Task requirements:
Retype the data exactly, so that every line matches the original.

(Saved data entries)
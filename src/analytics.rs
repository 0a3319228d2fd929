use axum::{
    extract::{Extension, Query},
    routing::get,
    Json, Router,
};
use chrono::{DateTime, Duration, Utc};
use serde::Deserialize;
use serde_json::{json, Value};
use sqlx::{PgPool, QueryBuilder, Row};
use uuid::Uuid;

use crate::error::{AppError, AppResult};

/// Read-only aggregation over `usage_records`. Hosted by the billing process;
/// the gateway forwards the customer-facing mounts here.
pub fn routes() -> Router {
    Router::new()
        .route("/analytics/usage-count", get(usage_count))
        .route("/analytics/trends", get(trends))
        .route("/analytics/top-endpoints", get(top_endpoints))
        .route("/analytics/error-rate", get(error_rate))
        .route("/analytics/growth", get(growth))
}

#[derive(Debug, Deserialize)]
#[serde(rename_all = "camelCase")]
pub struct UsageCountQuery {
    pub customer_id: Uuid,
    #[serde(default)]
    pub start_date: Option<DateTime<Utc>>,
    #[serde(default)]
    pub end_date: Option<DateTime<Utc>>,
}

#[derive(Debug, Deserialize)]
#[serde(rename_all = "camelCase")]
pub struct TrendsQuery {
    pub customer_id: Uuid,
    #[serde(default)]
    pub interval: Option<String>,
}

#[derive(Debug, Deserialize)]
#[serde(rename_all = "camelCase")]
pub struct TopEndpointsQuery {
    pub customer_id: Uuid,
    #[serde(default)]
    pub window: Option<String>,
}

#[derive(Debug, Deserialize)]
#[serde(rename_all = "camelCase")]
pub struct CustomerQuery {
    pub customer_id: Uuid,
}

pub async fn usage_count(
    Extension(pool): Extension<PgPool>,
    Query(query): Query<UsageCountQuery>,
) -> AppResult<Json<Value>> {
    let mut builder =
        QueryBuilder::new("SELECT COUNT(*) AS count FROM usage_records WHERE customer_id = ");
    builder.push_bind(query.customer_id);
    if let Some(start) = query.start_date {
        builder.push(" AND recorded_at >= ");
        builder.push_bind(start);
    }
    if let Some(end) = query.end_date {
        builder.push(" AND recorded_at < ");
        builder.push_bind(end);
    }
    let row = builder.build().fetch_one(&pool).await?;
    let count: i64 = row.get("count");
    Ok(Json(json!({
        "customerId": query.customer_id,
        "count": count,
        "startDate": query.start_date,
        "endDate": query.end_date,
    })))
}

pub async fn trends(
    Extension(pool): Extension<PgPool>,
    Query(query): Query<TrendsQuery>,
) -> AppResult<Json<Value>> {
    let interval = query.interval.as_deref().unwrap_or("day");
    let (bucket, lookback) = match interval {
        "hour" => ("hour", Duration::hours(24)),
        "day" => ("day", Duration::days(30)),
        other => {
            return Err(AppError::BadRequest(format!(
                "unknown trend interval {other}"
            )))
        }
    };
    let since = Utc::now() - lookback;

    let rows = sqlx::query(&format!(
        "SELECT date_trunc('{bucket}', recorded_at) AS bucket, COUNT(*) AS count \
         FROM usage_records WHERE customer_id = $1 AND recorded_at >= $2 \
         GROUP BY bucket ORDER BY bucket"
    ))
    .bind(query.customer_id)
    .bind(since)
    .fetch_all(&pool)
    .await?;

    let buckets: Vec<Value> = rows
        .iter()
        .map(|row| {
            let bucket: DateTime<Utc> = row.get("bucket");
            let count: i64 = row.get("count");
            json!({ "bucket": bucket, "count": count })
        })
        .collect();
    Ok(Json(json!({
        "customerId": query.customer_id,
        "interval": interval,
        "buckets": buckets,
    })))
}

pub async fn top_endpoints(
    Extension(pool): Extension<PgPool>,
    Query(query): Query<TopEndpointsQuery>,
) -> AppResult<Json<Value>> {
    let window = query.window.as_deref().unwrap_or("day");
    let since = match window {
        "day" => Some(Utc::now() - Duration::days(1)),
        "week" => Some(Utc::now() - Duration::days(7)),
        "month" => Some(Utc::now() - Duration::days(30)),
        "all" => None,
        other => {
            return Err(AppError::BadRequest(format!(
                "unknown endpoint window {other}"
            )))
        }
    };

    let mut builder = QueryBuilder::new(
        "SELECT endpoint, method, COUNT(*) AS count FROM usage_records WHERE customer_id = ",
    );
    builder.push_bind(query.customer_id);
    if let Some(since) = since {
        builder.push(" AND recorded_at >= ");
        builder.push_bind(since);
    }
    builder.push(" GROUP BY endpoint, method ORDER BY count DESC LIMIT 10");

    let rows = builder.build().fetch_all(&pool).await?;
    let endpoints: Vec<Value> = rows
        .iter()
        .map(|row| {
            let endpoint: String = row.get("endpoint");
            let method: String = row.get("method");
            let count: i64 = row.get("count");
            json!({ "endpoint": endpoint, "method": method, "count": count })
        })
        .collect();
    Ok(Json(json!({
        "customerId": query.customer_id,
        "window": window,
        "endpoints": endpoints,
    })))
}

pub async fn error_rate(
    Extension(pool): Extension<PgPool>,
    Query(query): Query<CustomerQuery>,
) -> AppResult<Json<Value>> {
    let since = Utc::now() - Duration::hours(24);
    let row = sqlx::query(
        "SELECT COUNT(*) AS total, \
                COUNT(*) FILTER (WHERE status_code >= 400) AS errors \
         FROM usage_records WHERE customer_id = $1 AND recorded_at >= $2",
    )
    .bind(query.customer_id)
    .bind(since)
    .fetch_one(&pool)
    .await?;

    let total: i64 = row.get("total");
    let errors: i64 = row.get("errors");
    let rate = if total == 0 {
        0.0
    } else {
        (errors as f64) / (total as f64)
    };
    Ok(Json(json!({
        "customerId": query.customer_id,
        "total": total,
        "errors": errors,
        "errorRate": (rate * 1000.0).round() / 1000.0,
        "healthy": rate < 0.05,
    })))
}

pub async fn growth(
    Extension(pool): Extension<PgPool>,
    Query(query): Query<CustomerQuery>,
) -> AppResult<Json<Value>> {
    let now = Utc::now();
    let week_ago = now - Duration::days(7);
    let two_weeks_ago = now - Duration::days(14);

    let row = sqlx::query(
        "SELECT COUNT(*) FILTER (WHERE recorded_at >= $2) AS this_week, \
                COUNT(*) FILTER (WHERE recorded_at >= $3 AND recorded_at < $2) AS last_week \
         FROM usage_records WHERE customer_id = $1 AND recorded_at >= $3",
    )
    .bind(query.customer_id)
    .bind(week_ago)
    .bind(two_weeks_ago)
    .fetch_one(&pool)
    .await?;

    let this_week: i64 = row.get("this_week");
    let last_week: i64 = row.get("last_week");
    let growth_percent = if last_week == 0 {
        None
    } else {
        let pct = ((this_week - last_week) as f64) * 100.0 / (last_week as f64);
        Some((pct * 10.0).round() / 10.0)
    };
    Ok(Json(json!({
        "customerId": query.customer_id,
        "thisWeek": this_week,
        "lastWeek": last_week,
        "growthPercent": growth_percent,
    })))
}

Output of the exercise:
filename src/analytics.rs
repository 0a3319228d2fd929
use axum::{
    extract::{Extension, Query},
    routing::get,
    Json, Router,
};
use chrono::{DateTime, Duration, Utc};
use serde::Deserialize;
use serde_json::{json, Value};
use sqlx::{PgPool, QueryBuilder, Row};
use uuid::Uuid;

use crate::error::{AppError, AppResult};

/// Read-only aggregation over `usage_records`. Hosted by the billing process;
/// the gateway forwards the customer-facing mounts here.
pub fn routes() -> Router {
    Router::new()
        .route("/analytics/usage-count", get(usage_count))
        .route("/analytics/trends", get(trends))
        .route("/analytics/top-endpoints", get(top_endpoints))
        .route("/analytics/error-rate", get(error_rate))
        .route("/analytics/growth", get(growth))
}

#[derive(Debug, Deserialize)]
#[serde(rename_all = "camelCase")]
pub struct UsageCountQuery {
    pub customer_id: Uuid,
    #[serde(default)]
    pub start_date: Option<DateTime<Utc>>,
    #[serde(default)]
    pub end_date: Option<DateTime<Utc>>,
}

#[derive(Debug, Deserialize)]
#[serde(rename_all = "camelCase")]
pub struct TrendsQuery {
    pub customer_id: Uuid,
    #[serde(default)]
    pub interval: Option<String>,
}

#[derive(Debug, Deserialize)]
#[serde(rename_all = "camelCase")]
pub struct TopEndpointsQuery {
    pub customer_id: Uuid,
    #[serde(default)]
    pub window: Option<String>,
}

#[derive(Debug, Deserialize)]
#[serde(rename_all = "camelCase")]
pub struct CustomerQuery {
    pub customer_id: Uuid,
}

pub async fn usage_count(
    Extension(pool): Extension<PgPool>,
    Query(query): Query<UsageCountQuery>,
) -> AppResult<Json<Value>> {
    let mut builder =
        QueryBuilder::new("SELECT COUNT(*) AS count FROM usage_records WHERE customer_id = ");
    builder.push_bind(query.customer_id);
    if let Some(start) = query.start_date {
        builder.push(" AND recorded_at >= ");
        builder.push_bind(start);
    }
    if let Some(end) = query.end_date {
        builder.push(" AND recorded_at < ");
        builder.push_bind(end);
    }
    let row = builder.build().fetch_one(&pool).await?;
    let count: i64 = row.get("count");
    Ok(Json(json!({
        "customerId": query.customer_id,
        "count": count,
        "startDate": query.start_date,
        "endDate": query.end_date,
    })))
}

pub async fn trends(
    Extension(pool): Extension<PgPool>,
    Query(query): Query<TrendsQuery>,
) -> AppResult<Json<Value>> {
    let interval = query.interval.as_deref().unwrap_or("day");
    let (bucket, lookback) = match interval {
        "hour" => ("hour", Duration::hours(24)),
        "day" => ("day", Duration::days(30)),
        other => {
            return Err(AppError::BadRequest(format!(
                "unknown trend interval {other}"
            )))
        }
    };
    let since = Utc::now() - lookback;

    let rows = sqlx::query(&format!(
        "SELECT date_trunc('{bucket}', recorded_at) AS bucket, COUNT(*) AS count \
         FROM usage_records WHERE customer_id = $1 AND recorded_at >= $2 \
         GROUP BY bucket ORDER BY bucket"
    ))
    .bind(query.customer_id)
    .bind(since)
    .fetch_all(&pool)
    .await?;

    let buckets: Vec<Value> = rows
        .iter()
        .map(|row| {
            let bucket: DateTime<Utc> = row.get("bucket");
            let count: i64 = row.get("count");
            json!({ "bucket": bucket, "count": count })
        })
        .collect();
    Ok(Json(json!({
        "customerId": query.customer_id,
        "interval": interval,
        "buckets": buckets,
    })))
}

pub async fn top_endpoints(
    Extension(pool): Extension<PgPool>,
    Query(query): Query<TopEndpointsQuery>,
) -> AppResult<Json<Value>> {
    let window = query.window.as_deref().unwrap_or("day");
    let since = match window {
        "day" => Some(Utc::now() - Duration::days(1)),
        "week" => Some(Utc::now() - Duration::days(7)),
        "month" => Some(Utc::now() - Duration::days(30)),
        "all" => None,
        other => {
            return Err(AppError::BadRequest(format!(
                "unknown endpoint window {other}"
            )))
        }
    };

    let mut builder = QueryBuilder::new(
        "SELECT endpoint, method, COUNT(*) AS count FROM usage_records WHERE customer_id = ",
    );
    builder.push_bind(query.customer_id);
    if let Some(since) = since {
        builder.push(" AND recorded_at >= ");
        builder.push_bind(since);
    }
    builder.push(" GROUP BY endpoint, method ORDER BY count DESC LIMIT 10");

    let rows = builder.build().fetch_all(&pool).await?;
    let endpoints: Vec<Value> = rows
        .iter()
        .map(|row| {
            let endpoint: String = row.get("endpoint");
            let method: String = row.get("method");
            let count: i64 = row.get("count");
            json!({ "endpoint": endpoint, "method": method, "count": count })
        })
        .collect();
    Ok(Json(json!({
        "customerId": query.customer_id,
        "window": window,
        "endpoints": endpoints,
    })))
}

pub async fn error_rate(
    Extension(pool): Extension<PgPool>,
    Query(query): Query<CustomerQuery>,
) -> AppResult<Json<Value>> {
    let since = Utc::now() - Duration::hours(24);
    let row = sqlx::query(
        "SELECT COUNT(*) AS total, \
                COUNT(*) FILTER (WHERE status_code >= 400) AS errors \
         FROM usage_records WHERE customer_id = $1 AND recorded_at >= $2",
    )
    .bind(query.customer_id)
    .bind(since)
    .fetch_one(&pool)
    .await?;

    let total: i64 = row.get("total");
    let errors: i64 = row.get("errors");
    let rate = if total == 0 {
        0.0
    } else {
        (errors as f64) / (total as f64)
    };
    Ok(Json(json!({
        "customerId": query.customer_id,
        "total": total,
        "errors": errors,
        "errorRate": (rate * 1000.0).round() / 1000.0,
        "healthy": rate < 0.05,
    })))
}

pub async fn growth(
    Extension(pool): Extension<PgPool>,
    Query(query): Query<CustomerQuery>,
) -> AppResult<Json<Value>> {
    let now = Utc::now();
    let week_ago = now - Duration::days(7);
    let two_weeks_ago = now - Duration::days(14);

    let row = sqlx::query(
        "SELECT COUNT(*) FILTER (WHERE recorded_at >= $2) AS this_week, \
                COUNT(*) FILTER (WHERE recorded_at >= $3 AND recorded_at < $2) AS last_week \
         FROM usage_records WHERE customer_id = $1 AND recorded_at >= $3",
    )
    .bind(query.customer_id)
    .bind(week_ago)
    .bind(two_weeks_ago)
    .fetch_one(&pool)
    .await?;

    let this_week: i64 = row.get("this_week");
    let last_week: i64 = row.get("last_week");
    let growth_percent = if last_week == 0 {
        None
    } else {
        let pct = ((this_week - last_week) as f64) * 100.0 / (last_week as f64);
        Some((pct * 10.0).round() / 10.0)
    };
    Ok(Json(json!({
        "customerId": query.customer_id,
        "thisWeek": this_week,
        "lastWeek": last_week,
        "growthPercent": growth_percent,
    })))
}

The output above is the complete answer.